Twilight in Delhi is Ahmed Ali's first novel, originally published in English by the Hogarth Press in Britain in 1940.  The novel addresses India's changing social, political, and cultural climate following colonialism.

Plot summary
The novel is set around 1911 to 1919 in Delhi. Ahmed Ali has vividly drawn the picture of old Delhi and its Muslim inhabitants of that era. He depicts the themes of disintegration, degeneration, alienation, gender and social conflicts, nostalgia, the downfall of the Mughal emperors, and the effects of  colonialism and imperialism on Indian Muslims in Delhi.

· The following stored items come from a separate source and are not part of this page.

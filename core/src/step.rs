//! Step outcomes and function types for saga steps.
//!
//! A saga step is an async function over the saga's opaque parameters. Its
//! result is a tagged outcome rather than an error sentinel, so the
//! coordinator never has to inspect error identity to decide between
//! retrying a step and unwinding the saga:
//!
//! - [`StepOutcome`] is returned by forward transactions and can request an
//!   abort.
//! - [`CompensationOutcome`] is returned by compensations and deliberately
//!   has no abort variant: an undo action can be retried, but it can never
//!   start a second rollback.

use futures::future::BoxFuture;
use std::future::Future;
use std::sync::Arc;

/// Opaque business payload threaded through every step of a saga instance.
///
/// The coordinator never interprets it; it is carried verbatim in each
/// [`SagaCommand`](crate::command::SagaCommand) round trip.
pub type SagaParams = serde_json::Value;

/// Result of executing a forward transaction.
#[derive(Debug, Clone, PartialEq, Eq)]
pub enum StepOutcome {
    /// The step finished; the saga advances to the next transaction.
    Completed,

    /// Transient failure; the coordinator re-dispatches the same step with
    /// identical parameters. Backoff, if any, belongs inside the step
    /// function itself.
    Retry(String),

    /// Unrecoverable failure; the saga unwinds compensations back to the
    /// nearest preceding save point.
    Abort(String),
}

/// Result of executing a compensation.
///
/// Compensations must be idempotent: under at-least-once delivery the same
/// undo action may run more than once with the same parameters.
#[derive(Debug, Clone, PartialEq, Eq)]
pub enum CompensationOutcome {
    /// The undo action finished; unwinding continues backward.
    Completed,

    /// Transient failure; the coordinator re-dispatches the same
    /// compensation.
    Retry(String),
}

impl From<CompensationOutcome> for StepOutcome {
    fn from(outcome: CompensationOutcome) -> Self {
        match outcome {
            CompensationOutcome::Completed => Self::Completed,
            CompensationOutcome::Retry(reason) => Self::Retry(reason),
        }
    }
}

/// Async business action executed for a forward transaction.
pub type TransactionFn =
    Arc<dyn Fn(SagaParams) -> BoxFuture<'static, StepOutcome> + Send + Sync>;

/// Async undo action executed for a compensation.
pub type CompensationFn =
    Arc<dyn Fn(SagaParams) -> BoxFuture<'static, CompensationOutcome> + Send + Sync>;

/// Wrap an async closure into a [`TransactionFn`].
pub fn transaction_fn<F, Fut>(func: F) -> TransactionFn
where
    F: Fn(SagaParams) -> Fut + Send + Sync + 'static,
    Fut: Future<Output = StepOutcome> + Send + 'static,
{
    Arc::new(move |params| -> BoxFuture<'static, StepOutcome> { Box::pin(func(params)) })
}

/// Wrap an async closure into a [`CompensationFn`].
pub fn compensation_fn<F, Fut>(func: F) -> CompensationFn
where
    F: Fn(SagaParams) -> Fut + Send + Sync + 'static,
    Fut: Future<Output = CompensationOutcome> + Send + 'static,
{
    Arc::new(move |params| -> BoxFuture<'static, CompensationOutcome> {
        Box::pin(func(params))
    })
}
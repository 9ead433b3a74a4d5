//! The Saga Execution Coordinator.
//!
//! The coordinator subscribes to a single command topic, decodes each
//! inbound [`SagaCommand`], looks up the named [`Saga`] definition, and
//! advances that instance's state machine by writing the next command back
//! onto the same topic. States are implicit in the command kind; because
//! each message fully encodes the instance's position, the coordinator
//! keeps no per-instance state at all.
//!
//! # Transitions
//!
//! | incoming | outgoing |
//! |---|---|
//! | `BeginSaga` | `BeginTransaction(first)`, or `EndSaga` for an empty saga |
//! | `BeginTransaction` | execute the step: `Completed` → `EndTransaction`; `Retry` → `AbortTransaction`; `Abort` → `AbortSaga` |
//! | `AbortTransaction` | `BeginTransaction(same step)` - the retry replay |
//! | `AbortSaga` | `EndTransaction` carrying the step's compensation, or `EndSaga` when there is nothing to unwind |
//! | `EndTransaction` | `BeginTransaction(next hop)` - the compensation id when unwinding, the forward pointer otherwise - or `EndSaga` when the chain ends |
//! | `EndSaga` | none (terminal) |
//!
//! Retries are unbounded at this layer; backoff and attempt limits belong
//! inside the step function (see [`retry`](crate::retry)) or to broker
//! redelivery policy. An N-step rollback costs N message round trips, each
//! independently crash-recoverable.
//!
//! # Delivery semantics
//!
//! Every inbound message is acknowledged immediately on receipt, before
//! processing, and then handed to the bounded [`WorkerPool`]. Broker
//! consumption therefore never stalls on a slow step, but a command that
//! fails to decode or process will not be redelivered - it is logged and
//! captured in the [`DeadLetterQueue`](crate::DeadLetterQueue).

use crate::error::CoordinatorError;
use crate::worker_pool::WorkerPool;
use crate::{DeadLetterQueue, HealthCheck};
use metrics::{counter, histogram};
use sagaflow_core::broker::{Broker, Delivery, Handler, Message, SubscribeOptions};
use sagaflow_core::command::{CommandKind, SagaCommand};
use sagaflow_core::saga::Saga;
use sagaflow_core::step::StepOutcome;
use std::collections::HashMap;
use std::sync::Arc;
use std::time::Instant;
use tokio::sync::{RwLock, watch};

/// Configuration for [`Coordinator::start`].
#[derive(Debug, Clone, Default)]
pub struct StartOptions {
    subscribe_options: SubscribeOptions,
    saga_routes: Vec<Saga>,
}

impl StartOptions {
    /// Create empty options.
    #[must_use]
    pub fn new() -> Self {
        Self::default()
    }

    /// Broker-specific subscription tuning for the saga topic.
    #[must_use]
    pub fn with_subscribe_options(mut self, options: SubscribeOptions) -> Self {
        self.subscribe_options = options;
        self
    }

    /// The saga definitions this coordinator instance serves. At least one
    /// route is required.
    #[must_use]
    pub fn with_saga_routes(mut self, routes: Vec<Saga>) -> Self {
        self.saga_routes = routes;
        self
    }
}

/// The saga execution coordinator.
///
/// Cheap to clone; clones share the broker, registry, worker pool and dead
/// letter queue, so a clone can be captured by the subscription handler
/// while the original keeps serving [`write`](Self::write) calls.
#[derive(Clone)]
pub struct Coordinator {
    broker: Arc<dyn Broker>,
    topic: String,
    sagas: Arc<RwLock<HashMap<String, Arc<Saga>>>>,
    pool: WorkerPool,
    dead_letters: DeadLetterQueue,
    shutdown: watch::Sender<bool>,
}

The novel is shot through with rich symbolic imagery. The palm tree, the henna plant, dogs, cats and pigeons refer not only to the behaviors of characters but also the whole Muslim society. The novel starts at dawn, with "twilight" referring to the rise of the sun as well as the rise of the protagonist Mir Nihal's living standards. By contrast, descriptions of twilight at evening in the closing sentences portray the overall downfall and destruction of not only the family of Mir Nihal but also the Mughal Empire altogether.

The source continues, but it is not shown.